Its centrepiece of the structure is a green cone upon which more than 9,000 plants and herbs thrive.

The plan is to host a green zone that is more than a building, and display real, sustainable solutions in action.

Guests will be diving into a miniature world where they will be joining the conversation about how we can connect minds to secure water, energy and food
Carel Richter, Consul General of Netherlands in UAE

Pavilion organisers have created a biotope, or a miniature world in which the climate is controlled naturally, to nurture plants.

“The oyster mushrooms are organically grown within the mushroom nursery at our pavilion and they will be seen inside the 18-metre massive green food cone,” Carel Richter, newly appointed Consul General of the Netherlands in UAE and commissioner general of the country’s pavilion, told The National.
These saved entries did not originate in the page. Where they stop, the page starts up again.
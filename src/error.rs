//! Centralized error handling for attrclean.
//!
//! Library functions return [`Result<T>`] carrying a [`CleanError`]. The
//! variants mirror the failure classes of the cleaning pipeline:
//!
//! ```
//! use attrclean::error::CleanError;
//!
//! fn describe(err: &CleanError) -> &'static str {
//!     match err {
//!         CleanError::MetadataParse { .. } => "fix the metadata table",
//!         CleanError::ImputationUndefined { .. } => "choose an empty column policy",
//!         _ => "see the log",
//!     }
//! }
//! ```
//!
//! The `ResultExt` trait adds `.context()` to any result whose error converts
//! into a `CleanError`:
//!
//! ```no_run
//! use attrclean::error::ResultExt as _;
//!
//! fn read_config() -> attrclean::error::Result<String> {
//!     std::fs::read_to_string("clean.json").context("Failed to read cleaning config")
//! }
//! ```

use std::fmt;

/// Main error type for attrclean operations.
#[derive(Debug)]
pub enum CleanError {
    /// I/O errors (reading or writing tables, configs, logs)
    Io(std::io::Error),

    /// Polars failures and other data processing errors
    DataProcessing(String),

    /// A metadata `Value` that must be an integer code is not one
    MetadataParse { attribute: String, token: String },

    /// A required fixed column is missing from an input table
    SchemaMismatch(String),

    /// Mean imputation on a column without a single non-missing cell
    ImputationUndefined { column: String },

    /// Invalid configuration
    Config(String),

    /// Generic error with context
    Other(String),
}

impl fmt::Display for CleanError {
    fn fmt(&self, f: &mut fmt::Formatter<'_>) -> fmt::Result {
        match self {
            Self::Io(e) => write!(f, "I/O error: {e}"),
            Self::DataProcessing(msg) => write!(f, "Data processing error: {msg}"),
            Self::MetadataParse { attribute, token } => write!(
                f,
                "Metadata parse error: attribute '{attribute}' has non-integer unknown value '{token}'"
            ),
            Self::SchemaMismatch(msg) => write!(f, "Schema mismatch: {msg}"),
            Self::ImputationUndefined { column } => write!(
                f,
                "Imputation undefined: column '{column}' has no values to take a mean from"
            ),
            Self::Config(msg) => write!(f, "Configuration error: {msg}"),
            Self::Other(msg) => write!(f, "{msg}"),
        }
    }
}

impl std::error::Error for CleanError {
    fn source(&self) -> Option<&(dyn std::error::Error + 'static)> {
        match self {
            Self::Io(e) => Some(e),
            _ => None,
        }
    }
}

impl From<std::io::Error> for CleanError {
    fn from(err: std::io::Error) -> Self {
        Self::Io(err)
    }
}

impl From<anyhow::Error> for CleanError {
    fn from(err: anyhow::Error) -> Self {
        Self::Other(err.to_string())
    }
}

impl From<serde_json::Error> for CleanError {
    fn from(err: serde_json::Error) -> Self {
        Self::Config(format!("JSON error: {err}"))
    }
}

impl From<polars::error::PolarsError> for CleanError {
    fn from(err: polars::error::PolarsError) -> Self {
        Self::DataProcessing(err.to_string())
    }
}

/// Result type alias for attrclean operations.
pub type Result<T> = std::result::Result<T, CleanError>;

/// Extension trait to add context to results.
pub trait ResultExt<T> {
    /// Add context to an error.
    fn context(self, msg: impl Into<String>) -> Result<T>;

    /// Add context using a closure (lazy evaluation).
    fn with_context<F>(self, f: F) -> Result<T>
    where
        F: FnOnce() -> String;
}

impl<T, E> ResultExt<T> for std::result::Result<T, E>
where
    E: Into<CleanError>,
{
    fn context(self, msg: impl Into<String>) -> Result<T> {
        self.map_err(|e| {
            let err: CleanError = e.into();
            CleanError::Other(format!("{}: {}", msg.into(), err))
        })
    }

    fn with_context<F>(self, f: F) -> Result<T>
    where
        F: FnOnce() -> String,
    {
        self.map_err(|e| {
            let err: CleanError = e.into();
            CleanError::Other(format!("{}: {}", f(), err))
        })
    }
}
“On the exterior of the cone, there are approximately 9,300 edible plants harvested using Dutch technologies. These plants include tomato, basil, mint and asparagus.”
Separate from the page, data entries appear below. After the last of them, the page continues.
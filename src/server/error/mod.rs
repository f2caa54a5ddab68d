//! Error types for the Holocron server.
//!
//! Domain errors (configuration, request validation, missing resources and favorites) each
//! live in their own module and are aggregated into [`Error`]. Every error implements
//! `IntoResponse` so handlers can return them directly with `?`.

pub mod config;
pub mod favorite;
pub mod resource;
pub mod validation;

use axum::{
    http::StatusCode,
    response::{IntoResponse, Response},
    Json,
};
use thiserror::Error;

use crate::{
    model::api::ErrorDto,
    server::error::{
        config::ConfigError, favorite::FavoriteError, resource::ResourceError,
        validation::ValidationError,
    },
};

/// Main error type for the Holocron server.
///
/// Uses `thiserror`'s `#[from]` so domain errors and library errors convert with `?`.
/// The `IntoResponse` implementation delegates to the domain error where one exists and
/// falls back to a logged 500 response for everything else.
#[derive(Error, Debug)]
pub enum Error {
    /// Configuration error (invalid environment variables).
    #[error(transparent)]
    ConfigError(#[from] ConfigError),
    /// Request body missing required fields or otherwise malformed.
    #[error(transparent)]
    ValidationError(#[from] ValidationError),
    /// Referenced user, character, planet or ship does not exist, or conflicts with an existing one.
    #[error(transparent)]
    ResourceError(#[from] ResourceError),
    /// Favorite not found or already present.
    #[error(transparent)]
    FavoriteError(#[from] FavoriteError),
    /// Internal error indicating a bug, such as a favorite pointing at a row that no longer exists.
    #[error("Internal error, this indicates a bug: {0:?}")]
    InternalError(String),
    /// Database error (query failures, connection issues, constraint violations).
    #[error(transparent)]
    DbErr(#[from] sea_orm::DbErr),
    /// IO error while binding or serving the listener.
    #[error(transparent)]
    IoError(#[from] std::io::Error),
}

/// Converts application errors into HTTP responses.
///
/// # Returns
/// - 400 Bad Request - Validation failures
/// - 404 Not Found - Missing users, resources or favorites
/// - 409 Conflict - Duplicate favorites or email addresses
/// - 500 Internal Server Error - For all other errors (with error logging)
impl IntoResponse for Error {
    fn into_response(self) -> Response {
        match self {
            Self::ConfigError(err) => err.into_response(),
            Self::ValidationError(err) => err.into_response(),
            Self::ResourceError(err) => err.into_response(),
            Self::FavoriteError(err) => err.into_response(),
            err => InternalServerError(err).into_response(),
        }
    }
}

/// Builds a JSON error response with the provided status and message.
pub(crate) fn error_response(status: StatusCode, message: impl Into<String>) -> Response {
    (
        status,
        Json(ErrorDto {
            error: message.into(),
        }),
    )
        .into_response()
}

/// Wrapper type for converting any displayable error into a 500 Internal Server Error response.
///
/// Logs the error message and returns a generic message to the client to avoid leaking
/// implementation details.
pub struct InternalServerError<E>(pub E);

impl<E: std::fmt::Display> IntoResponse for InternalServerError<E> {
    fn into_response(self) -> Response {
        tracing::error!("{}", self.0);

        error_response(StatusCode::INTERNAL_SERVER_ERROR, "Internal server error")
    }
}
When Expo opens on October 1, visitors will be able to enter the darkened interior of the green cone to see how the mushrooms are grown.

The fungi are an integral part of the circular system, emitting carbon dioxide that is absorbed by the plants on the cone’s exterior.

A spectacular stained glass solar cell skylight has also been installed.

The floor and wall panels in the lounge are made from mycelium, a biodegradable fungus-based substance, to show how mushrooms can be used to make building material.

An 44-metre curtain separates the business lounge area from the visitors’ section of the pavilion, enabling events to be hosted in privacy.

Its bioplastic textile fibre has been designed using products including corn, sugar cane and cassava, a root vegetable.

A solar-powered rain shower will capture moisture from the air and harvest hundreds of litres of water daily to irrigate the greenery.

Water in the “rainmaker” will be cooled with solar energy to reduce the temperature inside.

The Netherlands aims to depict in real terms how to address global challenges such as water scarcity, food security and the rising demand for energy.

“The visitor journey in our pavilion is directly linked to our theme ‘Uniting water, energy and food’,” Mr Richter said.

“Guests will be diving into a miniature world where they will be joining the conversation about how we can connect minds to secure water, energy and food.”

The pavilion was built largely using local resources. Regionally produced steel was used in the construction to reduce the carbon footprint.

Mr Richter said each segment of the pavilion carried a thought-provoking message about conserving scarce natural resources.

“Our team has been working hard immensely to bring this project into a reality,” he said.

“They are all very excited and looking forward to this mega once-in-a-lifetime event.”

Expo 2020 Dubai opens on October 1 and will run for six months.